Anyway, the LBNL experiment was successful and threw up some results that could be key to resolving its inherent shortcomings. The apparatus (shown below) runs like this: A laser pulse is fired into a jet of gas, which becomes ionised and produces the first electron beam. Then, the beam travels through a discharge capillary that contains more ionised gas (another plasma) that focuses the beam using its magnetic field. Third, the focused beam graduates into a second discharge capillary. There, another laser pulse is fired to accelerate the electrons further. And finally, the particles slam into a detector for measurement. The entire train of components is about 10 cm long.
The maximum energy gain in the second stage was found to be 0.1 GeV. But on the downside, only 3.5% of the electrons that entered the second stage were accelerated. This is a problem that Wim Leemans, director of the Accelerator Technology and Applied Physics Division at LBNL, and his colleague Eric Esarey had outlined in an essay in 2009: “The main challenge for controlling the trapping of plasma background electrons arises because the phase velocity of the plasma wave is close to the speed of light. Therefore the slow background electrons are not easily trapped. Unless the wave is a giant, one must either speed up the electrons or slow down the wave.” Although methods were soon devised for speeding up the electrons or slowing down the wave, research into giant plasmas is also underway.
And this the LBNL group, of which Leemans and Esarey are part, also concedes: that the results of their experiment can be improved by better focusing the electrons emerging out of the first stage, using better timed laser pulses, and producing a larger plasma wave in the second stage. The paper concludes, “The demonstration of such collider-relevant stages – including synchronising the timing of separate laser drivers – will be the focus of our future work.”

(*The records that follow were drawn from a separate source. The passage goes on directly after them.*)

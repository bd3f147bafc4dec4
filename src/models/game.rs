//! Match history record.

use crate::models::player::PlayerId;
use chrono::{DateTime, Utc};
use serde::{Deserialize, Serialize};
use uuid::Uuid;

/// Unique identifier for a match.
pub type MatchId = Uuid;

/// Outcome of one played match. Append-only: never edited after it is written.
#[derive(Clone, Debug, Eq, PartialEq, Serialize, Deserialize)]
pub struct MatchRecord {
    pub id: MatchId,
    pub winner: PlayerId,
    pub loser: PlayerId,
    pub recorded_at: DateTime<Utc>,
}

impl MatchRecord {
    pub fn new(winner: PlayerId, loser: PlayerId) -> Self {
        Self {
            id: Uuid::new_v4(),
            winner,
            loser,
            recorded_at: Utc::now(),
        }
    }

    /// True if this match was played between `a` and `b`, in either role.
    pub fn involves(&self, a: PlayerId, b: PlayerId) -> bool {
        (self.winner == a && self.loser == b) || (self.winner == b && self.loser == a)
    }
}
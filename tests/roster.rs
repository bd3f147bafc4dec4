//! Integration tests for CSV roster import and standings export.

use swiss_tournament_web::{import_roster, write_standings_csv, StandingEntry, TournamentError};
use uuid::Uuid;

#[test]
fn import_reads_names_and_skips_blanks() {
    let csv = "name\n Twilight Sparkle \n\nFluttershy\n\"Applejack, Jr\"\n";
    let names = import_roster(csv.as_bytes()).unwrap();
    assert_eq!(names, vec!["Twilight Sparkle", "Fluttershy", "Applejack, Jr"]);
}

#[test]
fn import_ignores_extra_columns() {
    let csv = "seed,name\n1,Ann\n2,Bob\n";
    assert_eq!(import_roster(csv.as_bytes()).unwrap(), vec!["Ann", "Bob"]);
}

#[test]
fn import_without_name_column_fails() {
    let csv = "player\nAnn\n";
    assert!(matches!(
        import_roster(csv.as_bytes()),
        Err(TournamentError::Csv(_))
    ));
}

#[test]
fn standings_export_has_header_and_rows() {
    let id = Uuid::new_v4();
    let standings = vec![StandingEntry::new(id, "Ann", 2, 3)];
    let mut buf = Vec::new();
    write_standings_csv(&standings, &mut buf).unwrap();
    let text = String::from_utf8(buf).unwrap();
    assert_eq!(text, format!("id,name,wins,matches\n{},Ann,2,3\n", id));
}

Leemans and Esarey had predicted in the same essay that, should the technology pan out the way they thought it would, then a future configuration of LPAs could give the ILC a run for its money. The wrote, “One could envision a much shorter and cheaper LPA-based TeV electron–positron collider coupling many acceleration stages together … A TeV linac would require about 100 such stages. Each stage would consist of a preformed plasma channel, no longer than a meter, with a plasma electron density of about 1017 cm–3. Each accelerating module would be powered by a 30-J, 100 [femtosecond] laser pulse that would drive a mildly nonlinear plasma wave in its wake.”
And in an article accompanying the paper, Brigitte Cros, of the Laboratory of Physics of Gases and Plasmas at the Université Paris-Sud, Orsay, might have referred to that train of LPAs: “Although there is a long way to go before a laser-plasma accelerator with 100 stages can be built for collider applications, intermediate-energy accelerators in the 10-GeV range are a realistic possibility in the near future, as test facilities for accelerator physics and other applications.”